- **REQUIREMENT**: For these records, count the lines containing the word "Result" and respond with the number alone.

- **INFORMATION SHOWN**:
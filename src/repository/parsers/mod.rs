// src/repository/parsers/mod.rs

//! Repository metadata parsers for rpm-md repositories
//!
//! - repomd.xml: index of the metadata files a repository publishes
//! - primary.xml: package list with capabilities and file manifests
//! - comps.xml: package group definitions

pub mod comps;
pub mod repomd;

use crate::error::{Error, Result};
use flate2::read::GzDecoder;
use quick_xml::events::BytesStart;
use std::io::Read;
use tracing::debug;

/// One `<data>` entry of repomd.xml
#[derive(Debug, Clone, PartialEq, Eq)]
pub struct MetadataRecord {
    /// Record type (`primary`, `group`, `group_gz`, ...)
    pub kind: String,
    /// Location relative to the repository base URL
    pub location: String,
    pub checksum: Option<String>,
    pub checksum_type: Option<String>,
}

/// Parsed repomd.xml
#[derive(Debug, Clone, Default, PartialEq, Eq)]
pub struct RepoMd {
    pub revision: Option<String>,
    pub records: Vec<MetadataRecord>,
}

impl RepoMd {
    pub fn record(&self, kind: &str) -> Option<&MetadataRecord> {
        self.records.iter().find(|r| r.kind == kind)
    }

    pub fn primary(&self) -> Option<&MetadataRecord> {
        self.record("primary")
    }

    /// Group metadata, preferring the uncompressed record
    pub fn group(&self) -> Option<&MetadataRecord> {
        self.record("group").or_else(|| self.record("group_gz"))
    }
}

/// Decode a metadata file, choosing the codec from its location suffix
pub fn decompress(bytes: &[u8], location: &str) -> Result<String> {
    let decoded = if location.ends_with(".gz") {
        debug!("Decompressing gzip-compressed {}", location);
        let mut gz = GzDecoder::new(bytes);
        let mut out = Vec::new();
        gz.read_to_end(&mut out)
            .map_err(|e| Error::ParseError(format!("Failed to decompress {}: {}", location, e)))?;
        out
    } else if location.ends_with(".zst") {
        debug!("Decompressing zstd-compressed {}", location);
        zstd::decode_all(bytes)
            .map_err(|e| Error::ParseError(format!("Failed to decompress {}: {}", location, e)))?
    } else if location.ends_with(".xz") || location.ends_with(".bz2") {
        return Err(Error::ParseError(format!(
            "Unsupported metadata compression: {}",
            location
        )));
    } else {
        bytes.to_vec()
    };

    String::from_utf8(decoded)
        .map_err(|e| Error::ParseError(format!("Invalid UTF-8 in {}: {}", location, e)))
}

/// Value of attribute `key` on an element
pub(crate) fn attr(e: &BytesStart, key: &[u8]) -> Option<String> {
    e.attributes()
        .filter_map(|a| a.ok())
        .find(|a| a.key.as_ref() == key)
        .map(|a| String::from_utf8_lossy(&a.value).to_string())
}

- **ANSWER**: 2